_Task description_
From the first line through the line containing "from atomic u8 representation", transcribe the records exactly and include no other lines.

Collected data entries
== Segment start ==

// ABOUTME: Circuit breaker pattern implementation for external provider API calls
// ABOUTME: Prevents cascading failures by failing fast when providers are unavailable
//
// SPDX-License-Identifier: MIT OR Apache-2.0
// Copyright (c) 2025 Pierre Fitness Intelligence

use std::future::Future;
use std::sync::atomic::{AtomicU32, AtomicU64, Ordering};
use std::time::{Duration, Instant};
use tracing::{info, warn};

use super::errors::provider::ProviderError;

/// Circuit breaker states
#[derive(Debug, Clone, Copy, PartialEq, Eq)]
pub enum CircuitState {
    /// Normal operation - requests pass through
    Closed,
    /// Circuit is open - requests fail immediately
    Open,
    /// Testing recovery - allowing one request through
    HalfOpen,
}

impl CircuitState {
    /// Convert from atomic u8 representation
    const fn from_u8(value: u8) -> Self {
        match value {
            0 => Self::Closed,
            1 => Self::Open,
            _ => Self::HalfOpen,
        }
    }

    /// Convert to atomic u8 representation
    const fn to_u8(self) -> u8 {
        match self {
            Self::Closed => 0,
            Self::Open => 1,
            Self::HalfOpen => 2,
        }
    }
}

/// Configuration for circuit breaker behavior
#[derive(Debug, Clone)]
pub struct CircuitBreakerConfig {
    /// Number of consecutive failures before opening circuit
    pub failure_threshold: u32,
    /// Duration to wait before attempting recovery (half-open state)
    pub recovery_timeout: Duration,
    /// Duration after which success count resets in closed state
    pub success_threshold: u32,
}

impl Default for CircuitBreakerConfig {
    fn default() -> Self {
        Self {
            failure_threshold: 5,
            recovery_timeout: Duration::from_secs(30),
            success_threshold: 2,
        }
    }
}

impl CircuitBreakerConfig {
    /// Create a new circuit breaker configuration
    #[must_use]
    pub const fn new(
        failure_threshold: u32,
        recovery_timeout: Duration,
        success_threshold: u32,
    ) -> Self {
        Self {
            failure_threshold,
            recovery_timeout,
            success_threshold,
        }
    }

    /// Create a stricter configuration for unreliable providers
    #[must_use]
    pub const fn strict() -> Self {
        Self {
            failure_threshold: 3,
            recovery_timeout: Duration::from_secs(60),
            success_threshold: 3,
        }
    }

    /// Create a lenient configuration for generally reliable providers
    #[must_use]
    pub const fn lenient() -> Self {
        Self {
            failure_threshold: 10,
            recovery_timeout: Duration::from_secs(15),
            success_threshold: 1,
        }
    }
}

/// Thread-safe circuit breaker for external API calls
///
/// Implements the circuit breaker pattern to prevent cascading failures
/// when external provider APIs become unavailable or start failing.
///
/// # States
///
/// - **Closed**: Normal operation, requests pass through. Failures are counted.
/// - **Open**: Circuit is tripped after threshold failures. All requests fail immediately.
/// - **Half-Open**: After recovery timeout, one request is allowed through to test recovery.
///
/// # Thread Safety
///
/// All state is managed with atomic operations, making this safe for concurrent access
/// without requiring mutex locks.
pub struct CircuitBreaker {
    /// Provider name for logging and error messages
    provider_name: String,
    /// Current state (0=Closed, 1=Open, 2=HalfOpen)
    state: AtomicU32,
    /// Count of consecutive failures
    failure_count: AtomicU32,
    /// Count of consecutive successes in half-open state
    success_count: AtomicU32,
    /// Timestamp (epoch millis) when circuit was opened
    last_failure_time: AtomicU64,
    /// Configuration for thresholds and timeouts
    config: CircuitBreakerConfig,
    /// Start time for calculating elapsed durations
    start_instant: Instant,
}

impl CircuitBreaker {
    /// Create a new circuit breaker with default configuration
    #[must_use]
    pub fn new(provider_name: &str) -> Self {
        Self::with_config(provider_name, CircuitBreakerConfig::default())
    }

    /// Create a new circuit breaker with custom configuration
    #[must_use]
    pub fn with_config(provider_name: &str, config: CircuitBreakerConfig) -> Self {
        Self {
            provider_name: provider_name.to_owned(),
            state: AtomicU32::new(CircuitState::Closed.to_u8().into()),
            failure_count: AtomicU32::new(0),
            success_count: AtomicU32::new(0),
            last_failure_time: AtomicU64::new(0),
            config,
            start_instant: Instant::now(),
        }
    }

    /// Get current circuit state
    #[must_use]
    #[allow(clippy::cast_possible_truncation)]
    pub fn state(&self) -> CircuitState {
        CircuitState::from_u8(self.state.load(Ordering::SeqCst) as u8)
    }

    /// Get current failure count
    #[must_use]
    pub fn failure_count(&self) -> u32 {
        self.failure_count.load(Ordering::SeqCst)
    }

    /// Check if circuit allows requests
    #[must_use]
    pub fn is_allowed(&self) -> bool {
        match self.state() {
            CircuitState::Closed => true,
            CircuitState::Open => self.should_attempt_recovery(),
            CircuitState::HalfOpen => false, // Only one request at a time in half-open
        }
    }

    /// Check if we should attempt recovery from open state
    fn should_attempt_recovery(&self) -> bool {
        let last_failure = self.last_failure_time.load(Ordering::SeqCst);
        let elapsed_ms = self.elapsed_millis();
        // Recovery timeout is typically 30-60 seconds, well within u64 range
        #[allow(clippy::cast_possible_truncation)]
        let recovery_ms = self.config.recovery_timeout.as_millis() as u64;

        if elapsed_ms.saturating_sub(last_failure) >= recovery_ms {
            // Attempt transition to half-open
            let expected = CircuitState::Open.to_u8().into();
            let new_state = CircuitState::HalfOpen.to_u8().into();
            if self
                .state
                .compare_exchange(expected, new_state, Ordering::SeqCst, Ordering::SeqCst)
                .is_ok()
            {
                info!(
                    provider = %self.provider_name,
                    "Circuit breaker transitioning to half-open state for recovery test"
                );
                return true;
            }
        }
        false
    }

    /// Get elapsed time in milliseconds since circuit breaker creation
    fn elapsed_millis(&self) -> u64 {
        // Circuit breakers typically live for minutes/hours, well within u64 millisecond range
        #[allow(clippy::cast_possible_truncation)]
        {
            self.start_instant.elapsed().as_millis() as u64
        }
    }

    /// Record a successful operation
    pub fn record_success(&self) {
        match self.state() {
            CircuitState::Closed => {
                // Reset failure count on success
                self.failure_count.store(0, Ordering::SeqCst);
            }
            CircuitState::HalfOpen => {
                let count = self.success_count.fetch_add(1, Ordering::SeqCst) + 1;
                if count >= self.config.success_threshold {
                    // Recovery confirmed, close circuit
                    self.state
                        .store(CircuitState::Closed.to_u8().into(), Ordering::SeqCst);
                    self.failure_count.store(0, Ordering::SeqCst);
                    self.success_count.store(0, Ordering::SeqCst);
                    info!(
                        provider = %self.provider_name,
                        "Circuit breaker closed - provider recovered"
                    );
                }
            }
            CircuitState::Open => {
                // Shouldn't happen, but handle gracefully
            }
        }
    }

    /// Record a failed operation
    pub fn record_failure(&self) {
        match self.state() {
            CircuitState::Closed => {
                let count = self.failure_count.fetch_add(1, Ordering::SeqCst) + 1;
                if count >= self.config.failure_threshold {
                    // Trip the circuit
                    self.state
                        .store(CircuitState::Open.to_u8().into(), Ordering::SeqCst);
                    self.last_failure_time
                        .store(self.elapsed_millis(), Ordering::SeqCst);
                    warn!(
                        provider = %self.provider_name,
                        failures = count,
                        threshold = self.config.failure_threshold,
                        recovery_timeout_secs = self.config.recovery_timeout.as_secs(),
                        "Circuit breaker opened - provider failing"
                    );
                }
            }
            CircuitState::HalfOpen => {
                // Recovery test failed, re-open circuit
                self.state
                    .store(CircuitState::Open.to_u8().into(), Ordering::SeqCst);
                self.last_failure_time
                    .store(self.elapsed_millis(), Ordering::SeqCst);
                self.success_count.store(0, Ordering::SeqCst);
                warn!(
                    provider = %self.provider_name,
                    "Circuit breaker re-opened - recovery test failed"
                );
            }
            CircuitState::Open => {
                // Update last failure time
                self.last_failure_time
                    .store(self.elapsed_millis(), Ordering::SeqCst);
            }
        }
    }

    /// Execute an async operation with circuit breaker protection
    ///
    /// # Errors
    ///
    /// Returns `ProviderError::CircuitBreakerOpen` if the circuit is open and recovery
    /// timeout hasn't elapsed. Otherwise returns the result of the wrapped operation.
    pub async fn call<F, T, E>(&self, operation: F) -> Result<T, ProviderError>
    where
        F: Future<Output = Result<T, E>>,
        E: Into<ProviderError>,
    {
        if !self.is_allowed() {
            return Err(ProviderError::CircuitBreakerOpen {
                provider: self.provider_name.clone(),
                retry_after_secs: self.time_until_recovery(),
            });
        }

        match operation.await {
            Ok(result) => {
                self.record_success();
                Ok(result)
            }
            Err(e) => {
                let provider_error = e.into();
                // Only count retryable errors as failures for circuit breaker
                if provider_error.is_retryable() {
                    self.record_failure();
                }
                Err(provider_error)
            }
        }
    }

    /// Calculate time remaining until recovery can be attempted
    fn time_until_recovery(&self) -> u64 {
        let last_failure = self.last_failure_time.load(Ordering::SeqCst);
        let elapsed = self.elapsed_millis();
        // Recovery timeout is typically 30-60 seconds, well within u64 range
        #[allow(clippy::cast_possible_truncation)]
        let recovery_ms = self.config.recovery_timeout.as_millis() as u64;

        let time_since_failure = elapsed.saturating_sub(last_failure);
        recovery_ms
            .saturating_sub(time_since_failure)
            .saturating_add(999)
            / 1000 // Convert to seconds, rounding up
    }

    /// Force reset the circuit breaker to closed state
    ///
    /// Use sparingly - this should typically only be called during testing
    /// or after manual verification that a provider has recovered.
    pub fn reset(&self) {
        self.state
            .store(CircuitState::Closed.to_u8().into(), Ordering::SeqCst);
        self.failure_count.store(0, Ordering::SeqCst);
        self.success_count.store(0, Ordering::SeqCst);
        info!(
            provider = %self.provider_name,
            "Circuit breaker manually reset to closed state"
        );
    }
}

== Segment end ==

_Solution to this task_
// ABOUTME: Circuit breaker pattern implementation for external provider API calls
// ABOUTME: Prevents cascading failures by failing fast when providers are unavailable
//
// SPDX-License-Identifier: MIT OR Apache-2.0
// Copyright (c) 2025 Pierre Fitness Intelligence

use std::future::Future;
use std::sync::atomic::{AtomicU32, AtomicU64, Ordering};
use std::time::{Duration, Instant};
use tracing::{info, warn};

use super::errors::provider::ProviderError;

/// Circuit breaker states
#[derive(Debug, Clone, Copy, PartialEq, Eq)]
pub enum CircuitState {
    /// Normal operation - requests pass through
    Closed,
    /// Circuit is open - requests fail immediately
    Open,
    /// Testing recovery - allowing one request through
    HalfOpen,
}

impl CircuitState {
    /// Convert from atomic u8 representation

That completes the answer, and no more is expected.